== WHAT THE TASK REQUIRES ==
Taking the entries below from the top, restate each line exactly and end with the line containing "let owner = self".

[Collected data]
★ ★ ★ ★ ★ ★ ★
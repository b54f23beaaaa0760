use std::sync::Arc;

use chrono::Utc;

use tribunal_auth::Claims;
use tribunal_core::{DomainError, OrganisationId, TemplateId};
use tribunal_directory::{ManagementGuard, OrganisationStore, PrincipalStore};

use crate::store::TemplateStore;
use crate::template::{AppealTemplate, TemplateDraft};

/// Maximum number of templates an organisation owned by a free-tier
/// principal may hold. Hard ceiling, not a warning.
pub const FREE_TEMPLATE_QUOTA: usize = 2;

/// Manages template definitions for an organisation.
pub struct TemplateCatalog {
    templates: Arc<dyn TemplateStore>,
    organisations: Arc<dyn OrganisationStore>,
    principals: Arc<dyn PrincipalStore>,
    guard: ManagementGuard,
}

impl TemplateCatalog {
    pub fn new(
        templates: Arc<dyn TemplateStore>,
        organisations: Arc<dyn OrganisationStore>,
        principals: Arc<dyn PrincipalStore>,
    ) -> Self {
        let guard = ManagementGuard::new(organisations.clone());
        Self {
            templates,
            organisations,
            principals,
            guard,
        }
    }

    /// Create a template. Requires management capability; free-tier owners
    /// are capped at [`FREE_TEMPLATE_QUOTA`] templates per organisation.
    ///
    /// The quota is gated on the *owner's* plan tier, loaded fresh, not on
    /// whoever happens to be calling (a global admin acting on a premium
    /// organisation is not limited by their own tier).
    pub async fn create(
        &self,
        organisation: OrganisationId,
        claims: &Claims,
        draft: TemplateDraft,
    ) -> Result<AppealTemplate, DomainError> {
        if !self.guard.can_manage(organisation, claims).await {
            return Err(DomainError::Forbidden);
        }

        let org = self
            .organisations
            .get(organisation)
            .await?
            .ok_or_else(|| DomainError::not_found("organisation"))?;
        let owner = self
            .principals
            .get(org.owner)
            .await?
            .ok_or_else(|| DomainError::not_found("organisation owner"))?;

        if owner.plan_tier.is_free() {
            let count = self.templates.count_for_organisation(organisation).await?;
            if count >= FREE_TEMPLATE_QUOTA {
                return Err(DomainError::quota(format!(
                    "the free plan allows at most {FREE_TEMPLATE_QUOTA} appeal templates"
                )));
            }
        }

        let template = AppealTemplate::create(draft, organisation, Utc::now())?;
        self.templates.insert(template).await
    }

    /// Replace-set update: the draft's field list fully supersedes the
    /// stored one, and superseded fields are purged in the same atomic
    /// unit, so a concurrent reader never observes a union of old and new
    /// fields.
    pub async fn update(
        &self,
        organisation: OrganisationId,
        id: TemplateId,
        claims: &Claims,
        draft: TemplateDraft,
    ) -> Result<AppealTemplate, DomainError> {
        if !self.guard.can_manage(organisation, claims).await {
            return Err(DomainError::Forbidden);
        }

        let mut template = self
            .templates
            .get(organisation, id)
            .await?
            .ok_or_else(|| DomainError::not_found("template"))?;
        template.replace(draft)?;
        self.templates.update_replacing_fields(template).await
    }

    /// Hard delete, cascading to fields and appeals. Deliberately does NOT
    /// check for open appeals against the template: retiring a form closes
    /// its history with it.
    pub async fn delete(
        &self,
        organisation: OrganisationId,
        id: TemplateId,
        claims: &Claims,
    ) -> Result<(), DomainError> {
        if !self.guard.can_manage(organisation, claims).await {
            return Err(DomainError::Forbidden);
        }

        self.templates
            .get(organisation, id)
            .await?
            .ok_or_else(|| DomainError::not_found("template"))?;
        self.templates.delete_cascade(organisation, id).await
    }

    pub async fn get(
        &self,
        organisation: OrganisationId,
        id: TemplateId,
    ) -> Result<AppealTemplate, DomainError> {
        self.templates
            .get(organisation, id)
            .await?
            .ok_or_else(|| DomainError::not_found("template"))
    }

    pub async fn list(
        &self,
        organisation: OrganisationId,
    ) -> Result<Vec<AppealTemplate>, DomainError> {
        self.templates.list(organisation).await
    }
}
//! Postgres-backed store (sqlx).
//!
//! Tenant/entity scoping is part of every WHERE clause; multi-entity
//! operations run inside explicit transactions. Driver errors are logged
//! here and surface to callers as `DomainError::Unavailable`; clients
//! never see storage error text.

use std::collections::HashSet;

use async_trait::async_trait;
use chrono::{DateTime, Utc};
use sqlx::postgres::{PgPoolOptions, PgRow};
use sqlx::{PgPool, Row};
use uuid::Uuid;

use tribunal_catalog::{AppealTemplate, FieldKind, TemplateField, TemplateStore};
use tribunal_core::{
    AnswerId, AppealId, DomainError, FieldId, OrganisationId, PrincipalId, ResponseId, TemplateId,
};
use tribunal_directory::{
    ExternalIdentity, Organisation, OrganisationStore, PlanTier, Principal, PrincipalStore,
};
use tribunal_registry::{
    Appeal, AppealAnswer, AppealResponse, AppealStore, CaseStatus, DecisionApplied, DecisionCode,
    ResponseStore,
};

const SCHEMA: &str = include_str!("../schema.sql");

/// How long a request waits for a pooled connection before the operation
/// surfaces as retryable `Unavailable`.
const ACQUIRE_TIMEOUT: std::time::Duration = std::time::Duration::from_secs(5);

pub struct PostgresStore {
    pool: PgPool,
}

impl PostgresStore {
    pub fn new(pool: PgPool) -> Self {
        Self { pool }
    }

    pub async fn connect(database_url: &str) -> Result<Self, DomainError> {
        let pool = PgPoolOptions::new()
            .max_connections(10)
            .acquire_timeout(ACQUIRE_TIMEOUT)
            .connect(database_url)
            .await
            .map_err(unavailable("connect"))?;
        Ok(Self { pool })
    }

    /// Apply the schema (idempotent).
    pub async fn migrate(&self) -> Result<(), DomainError> {
        sqlx::raw_sql(SCHEMA)
            .execute(&self.pool)
            .await
            .map_err(unavailable("migrate"))?;
        Ok(())
    }

    async fn fetch_fields(&self, template: TemplateId) -> Result<Vec<TemplateField>, DomainError> {
        let rows = sqlx::query(
            r#"
            SELECT id, title, kind, character_limit, description, placeholder
            FROM template_fields
            WHERE template = $1
            ORDER BY position
            "#,
        )
        .bind(template.as_uuid())
        .fetch_all(&self.pool)
        .await
        .map_err(unavailable("fetch template fields"))?;

        rows.into_iter().map(|r| map_field(&r)).collect()
    }
}

fn unavailable(op: &'static str) -> impl Fn(sqlx::Error) -> DomainError {
    move |e| {
        tracing::error!(error = %e, operation = op, "storage operation failed");
        DomainError::Unavailable
    }
}

fn is_unique_violation(e: &sqlx::Error) -> bool {
    matches!(
        e,
        sqlx::Error::Database(db) if matches!(db.kind(), sqlx::error::ErrorKind::UniqueViolation)
    )
}

fn is_foreign_key_violation(e: &sqlx::Error) -> bool {
    matches!(
        e,
        sqlx::Error::Database(db) if matches!(db.kind(), sqlx::error::ErrorKind::ForeignKeyViolation)
    )
}

// ─────────────────────────────────────────────────────────────────────────────
// Row mapping
// ─────────────────────────────────────────────────────────────────────────────

fn map_principal(row: &PgRow) -> Result<Principal, DomainError> {
    let decode = unavailable("decode principal row");

    let provider: Option<String> = row.try_get("external_provider").map_err(&decode)?;
    let subject: Option<String> = row.try_get("external_subject").map_err(&decode)?;
    let external_identity = match (provider, subject) {
        (Some(provider), Some(subject)) => Some(ExternalIdentity { provider, subject }),
        _ => None,
    };

    Ok(Principal {
        id: PrincipalId::from_uuid(row.try_get::<Uuid, _>("id").map_err(&decode)?),
        email: row.try_get("email").map_err(&decode)?,
        password_hash: row.try_get("password_hash").map_err(&decode)?,
        external_identity,
        global_admin: row.try_get("global_admin").map_err(&decode)?,
        plan_tier: PlanTier(row.try_get::<i16, _>("plan_tier").map_err(&decode)? as u8),
        created_at: row.try_get::<DateTime<Utc>, _>("created_at").map_err(&decode)?,
        deleted_at: row.try_get("deleted_at").map_err(&decode)?,
    })
}

fn map_organisation(row: &PgRow) -> Result<Organisation, DomainError> {
    let decode = unavailable("decode organisation row");

    let moderators: Vec<Uuid> = row.try_get("moderators").map_err(&decode)?;

    Ok(Organisation {
        id: OrganisationId::from_uuid(row.try_get::<Uuid, _>("id").map_err(&decode)?),
        name: row.try_get("name").map_err(&decode)?,
        url: row.try_get("url").map_err(&decode)?,
        description: row.try_get("description").map_err(&decode)?,
        icon_hash: row.try_get("icon_hash").map_err(&decode)?,
        owner: PrincipalId::from_uuid(row.try_get::<Uuid, _>("owner").map_err(&decode)?),
        moderators: moderators
            .into_iter()
            .map(PrincipalId::from_uuid)
            .collect::<HashSet<_>>(),
        verified: row.try_get("verified").map_err(&decode)?,
        created_at: row.try_get::<DateTime<Utc>, _>("created_at").map_err(&decode)?,
        deleted_at: row.try_get("deleted_at").map_err(&decode)?,
    })
}

fn map_field(row: &PgRow) -> Result<TemplateField, DomainError> {
    let decode = unavailable("decode template field row");

    Ok(TemplateField {
        id: FieldId::from_uuid(row.try_get::<Uuid, _>("id").map_err(&decode)?),
        title: row.try_get("title").map_err(&decode)?,
        kind: FieldKind::parse(&row.try_get::<String, _>("kind").map_err(&decode)?)?,
        character_limit: row.try_get::<i32, _>("character_limit").map_err(&decode)? as u32,
        description: row.try_get("description").map_err(&decode)?,
        placeholder: row.try_get("placeholder").map_err(&decode)?,
    })
}

fn map_template(row: &PgRow, fields: Vec<TemplateField>) -> Result<AppealTemplate, DomainError> {
    let decode = unavailable("decode template row");

    Ok(AppealTemplate {
        id: TemplateId::from_uuid(row.try_get::<Uuid, _>("id").map_err(&decode)?),
        organisation: OrganisationId::from_uuid(
            row.try_get::<Uuid, _>("organisation").map_err(&decode)?,
        ),
        name: row.try_get("name").map_err(&decode)?,
        fields,
        created_at: row.try_get::<DateTime<Utc>, _>("created_at").map_err(&decode)?,
        deleted_at: row.try_get("deleted_at").map_err(&decode)?,
    })
}

fn map_appeal(row: &PgRow) -> Result<Appeal, DomainError> {
    let decode = unavailable("decode appeal row");

    Ok(Appeal {
        id: AppealId::from_uuid(row.try_get::<Uuid, _>("id").map_err(&decode)?),
        organisation: OrganisationId::from_uuid(
            row.try_get::<Uuid, _>("organisation").map_err(&decode)?,
        ),
        template: TemplateId::from_uuid(row.try_get::<Uuid, _>("template").map_err(&decode)?),
        creator: PrincipalId::from_uuid(row.try_get::<Uuid, _>("creator").map_err(&decode)?),
        content: row.try_get::<serde_json::Value, _>("content").map_err(&decode)?,
        status: CaseStatus::from_code(row.try_get::<i16, _>("status").map_err(&decode)? as u8),
        created_at: row.try_get::<DateTime<Utc>, _>("created_at").map_err(&decode)?,
        deleted_at: row.try_get("deleted_at").map_err(&decode)?,
    })
}

fn map_answer(row: &PgRow) -> Result<AppealAnswer, DomainError> {
    let decode = unavailable("decode appeal answer row");

    Ok(AppealAnswer {
        id: AnswerId::from_uuid(row.try_get::<Uuid, _>("id").map_err(&decode)?),
        appeal: AppealId::from_uuid(row.try_get::<Uuid, _>("appeal").map_err(&decode)?),
        field: FieldId::from_uuid(row.try_get::<Uuid, _>("field").map_err(&decode)?),
        kind: FieldKind::parse(&row.try_get::<String, _>("kind").map_err(&decode)?)?,
        content: row.try_get("content").map_err(&decode)?,
    })
}

fn map_response(row: &PgRow) -> Result<AppealResponse, DomainError> {
    let decode = unavailable("decode appeal response row");

    let decision: Option<i16> = row.try_get("decision").map_err(&decode)?;

    Ok(AppealResponse {
        id: ResponseId::from_uuid(row.try_get::<Uuid, _>("id").map_err(&decode)?),
        appeal: AppealId::from_uuid(row.try_get::<Uuid, _>("appeal").map_err(&decode)?),
        author: PrincipalId::from_uuid(row.try_get::<Uuid, _>("author").map_err(&decode)?),
        content: row.try_get("content").map_err(&decode)?,
        decision: decision.and_then(|d| DecisionCode::new(d as u8).ok()),
        created_at: row.try_get::<DateTime<Utc>, _>("created_at").map_err(&decode)?,
    })
}
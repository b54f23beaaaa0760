use chrono::{DateTime, Utc};
use serde::{Deserialize, Serialize};
use thiserror::Error;

use tribunal_core::PrincipalId;

/// Token claims model (transport-agnostic).
///
/// This is the full set of facts a verified bearer token carries. Every
/// field is named and typed; nothing is accessed by string key after
/// decoding.
#[derive(Debug, Clone, PartialEq, Eq, Serialize, Deserialize)]
pub struct Claims {
    /// Subject / principal identifier.
    #[serde(rename = "sub")]
    pub principal_id: PrincipalId,

    /// Email the principal registered with.
    pub email: String,

    /// Whether the principal is a global administrator.
    #[serde(rename = "admin")]
    pub global_admin: bool,

    /// Plan tier (0 = free, >0 = premium).
    #[serde(rename = "plan")]
    pub plan_tier: u8,

    /// Issued-at timestamp.
    #[serde(rename = "iat", with = "chrono::serde::ts_seconds")]
    pub issued_at: DateTime<Utc>,

    /// Not-before timestamp (equal to `issued_at` for tokens we mint).
    #[serde(rename = "nbf", with = "chrono::serde::ts_seconds")]
    pub not_before: DateTime<Utc>,

    /// Expiration timestamp.
    #[serde(rename = "exp", with = "chrono::serde::ts_seconds")]
    pub expires_at: DateTime<Utc>,

    /// Token issuer.
    #[serde(rename = "iss")]
    pub issuer: String,

    /// Intended audience.
    #[serde(rename = "aud")]
    pub audience: String,
}

#[derive(Debug, Error, Clone, PartialEq, Eq)]
pub enum TokenError {
    #[error("invalid token signature")]
    InvalidSignature,

    #[error("malformed token")]
    Malformed,

    #[error("token has expired")]
    Expired,

    #[error("token not yet valid")]
    NotYetValid,

    #[error("token signing failed")]
    Signing,
}

/// Deterministically validate the time window of decoded claims.
///
/// Signature verification and decoding happen before this; the clock is
/// injected so the check stays pure and testable.
pub fn validate_window(claims: &Claims, now: DateTime<Utc>) -> Result<(), TokenError> {
    if claims.expires_at <= claims.issued_at {
        return Err(TokenError::Malformed);
    }
    if now < claims.not_before {
        return Err(TokenError::NotYetValid);
    }
    if now >= claims.expires_at {
        return Err(TokenError::Expired);
    }
    Ok(())
}
use chrono::{DateTime, Utc};
use serde::{Deserialize, Serialize};

use tribunal_core::{DomainError, Entity, FieldId, OrganisationId, TemplateId};

/// What kind of input a template field collects.
#[derive(Debug, Copy, Clone, PartialEq, Eq, Serialize, Deserialize)]
#[serde(rename_all = "snake_case")]
pub enum FieldKind {
    ShortText,
    LongText,
    Number,
    Checkbox,
}

impl FieldKind {
    pub fn as_str(&self) -> &'static str {
        match self {
            FieldKind::ShortText => "short_text",
            FieldKind::LongText => "long_text",
            FieldKind::Number => "number",
            FieldKind::Checkbox => "checkbox",
        }
    }

    pub fn parse(s: &str) -> Result<Self, DomainError> {
        match s {
            "short_text" => Ok(FieldKind::ShortText),
            "long_text" => Ok(FieldKind::LongText),
            "number" => Ok(FieldKind::Number),
            "checkbox" => Ok(FieldKind::Checkbox),
            other => Err(DomainError::validation(format!(
                "unknown field kind '{other}'"
            ))),
        }
    }
}

/// One input of an appeal form.
#[derive(Debug, Clone, PartialEq, Eq, Serialize, Deserialize)]
pub struct TemplateField {
    pub id: FieldId,
    pub title: String,
    pub kind: FieldKind,
    pub character_limit: u32,
    pub description: String,
    pub placeholder: String,
}

impl Entity for TemplateField {
    type Id = FieldId;

    fn id(&self) -> &Self::Id {
        &self.id
    }
}

/// A form definition appeals are created against.
///
/// Fields are owned by exactly one template; a replace-set update fully
/// supersedes the previous field list (see `TemplateCatalog::update`).
#[derive(Debug, Clone, PartialEq, Eq, Serialize, Deserialize)]
pub struct AppealTemplate {
    pub id: TemplateId,
    pub organisation: OrganisationId,
    pub name: String,
    pub fields: Vec<TemplateField>,
    pub created_at: DateTime<Utc>,
    pub deleted_at: Option<DateTime<Utc>>,
}

/// Input for creating or replace-updating a template.
#[derive(Debug, Clone, Deserialize)]
pub struct TemplateDraft {
    pub name: String,
    #[serde(default)]
    pub fields: Vec<FieldDraft>,
}

#[derive(Debug, Clone, Deserialize)]
pub struct FieldDraft {
    pub title: String,
    pub kind: FieldKind,
    #[serde(default)]
    pub character_limit: u32,
    #[serde(default)]
    pub description: String,
    #[serde(default)]
    pub placeholder: String,
}

impl AppealTemplate {
    pub fn create(
        draft: TemplateDraft,
        organisation: OrganisationId,
        now: DateTime<Utc>,
    ) -> Result<Self, DomainError> {
        let name = draft.name.trim().to_string();
        if name.is_empty() {
            return Err(DomainError::validation("template name cannot be empty"));
        }

        Ok(Self {
            id: TemplateId::new(),
            organisation,
            name,
            fields: materialize_fields(draft.fields)?,
            created_at: now,
            deleted_at: None,
        })
    }

    /// Replace-set: the new list fully supersedes the old one; prior field
    /// ids do not survive.
    pub fn replace(&mut self, draft: TemplateDraft) -> Result<(), DomainError> {
        let name = draft.name.trim().to_string();
        if name.is_empty() {
            return Err(DomainError::validation("template name cannot be empty"));
        }
        self.name = name;
        self.fields = materialize_fields(draft.fields)?;
        Ok(())
    }

    pub fn field(&self, id: FieldId) -> Option<&TemplateField> {
        self.fields.iter().find(|f| f.id == id)
    }
}

fn materialize_fields(drafts: Vec<FieldDraft>) -> Result<Vec<TemplateField>, DomainError> {
    drafts
        .into_iter()
        .map(|d| {
            let title = d.title.trim().to_string();
            if title.is_empty() {
                return Err(DomainError::validation("field title cannot be empty"));
            }
            Ok(TemplateField {
                id: FieldId::new(),
                title,
                kind: d.kind,
                character_limit: d.character_limit,
                description: d.description,
                placeholder: d.placeholder,
            })
        })
        .collect()
}

impl Entity for AppealTemplate {
    type Id = TemplateId;

    fn id(&self) -> &Self::Id {
        &self.id
    }
}

#[cfg(test)]
mod tests {
    use super::*;

    fn draft(name: &str, titles: &[&str]) -> TemplateDraft {
        TemplateDraft {
            name: name.to_string(),
            fields: titles
                .iter()
                .map(|t| FieldDraft {
                    title: t.to_string(),
                    kind: FieldKind::ShortText,
                    character_limit: 200,
                    description: String::new(),
                    placeholder: String::new(),
                })
                .collect(),
        }
    }

    #[test]
    fn create_assigns_field_ids() {
        let t = AppealTemplate::create(
            draft("Ban Appeal", &["Why were you banned?", "Why should we unban you?"]),
            OrganisationId::new(),
            Utc::now(),
        )
        .unwrap();

        assert_eq!(t.fields.len(), 2);
        assert_ne!(t.fields[0].id, t.fields[1].id);
    }

    #[test]
    fn replace_supersedes_prior_fields() {
        let mut t = AppealTemplate::create(
            draft("Ban Appeal", &["Old question"]),
            OrganisationId::new(),
            Utc::now(),
        )
        .unwrap();
        let old_field = t.fields[0].id;

        t.replace(draft("Ban Appeal v2", &["New question"])).unwrap();

        assert_eq!(t.name, "Ban Appeal v2");
        assert_eq!(t.fields.len(), 1);
        assert!(t.field(old_field).is_none());
    }

    #[test]
    fn blank_names_rejected() {
        assert!(AppealTemplate::create(draft(" ", &[]), OrganisationId::new(), Utc::now()).is_err());

        let mut t =
            AppealTemplate::create(draft("ok", &[]), OrganisationId::new(), Utc::now()).unwrap();
        assert!(t.replace(draft("", &[])).is_err());
    }

    #[test]
    fn field_kind_parses_round_trip() {
        for kind in [
            FieldKind::ShortText,
            FieldKind::LongText,
            FieldKind::Number,
            FieldKind::Checkbox,
        ] {
            assert_eq!(FieldKind::parse(kind.as_str()).unwrap(), kind);
        }
        assert!(FieldKind::parse("dropdown").is_err());
    }
}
★ ★ ★ ★ ★ ★ ★
== SOLUTION TO THIS TASK ==
repository b54f23beaaaa0760
use std::sync::Arc;

use chrono::Utc;

use tribunal_auth::Claims;
use tribunal_core::{DomainError, OrganisationId, TemplateId};
use tribunal_directory::{ManagementGuard, OrganisationStore, PrincipalStore};

use crate::store::TemplateStore;
use crate::template::{AppealTemplate, TemplateDraft};

/// Maximum number of templates an organisation owned by a free-tier
/// principal may hold. Hard ceiling, not a warning.
pub const FREE_TEMPLATE_QUOTA: usize = 2;

/// Manages template definitions for an organisation.
pub struct TemplateCatalog {
    templates: Arc<dyn TemplateStore>,
    organisations: Arc<dyn OrganisationStore>,
    principals: Arc<dyn PrincipalStore>,
    guard: ManagementGuard,
}

impl TemplateCatalog {
    pub fn new(
        templates: Arc<dyn TemplateStore>,
        organisations: Arc<dyn OrganisationStore>,
        principals: Arc<dyn PrincipalStore>,
    ) -> Self {
        let guard = ManagementGuard::new(organisations.clone());
        Self {
            templates,
            organisations,
            principals,
            guard,
        }
    }

    /// Create a template. Requires management capability; free-tier owners
    /// are capped at [`FREE_TEMPLATE_QUOTA`] templates per organisation.
    ///
    /// The quota is gated on the *owner's* plan tier, loaded fresh, not on
    /// whoever happens to be calling (a global admin acting on a premium
    /// organisation is not limited by their own tier).
    pub async fn create(
        &self,
        organisation: OrganisationId,
        claims: &Claims,
        draft: TemplateDraft,
    ) -> Result<AppealTemplate, DomainError> {
        if !self.guard.can_manage(organisation, claims).await {
            return Err(DomainError::Forbidden);
        }

        let org = self
            .organisations
            .get(organisation)
            .await?
            .ok_or_else(|| DomainError::not_found("organisation"))?;
        let owner = self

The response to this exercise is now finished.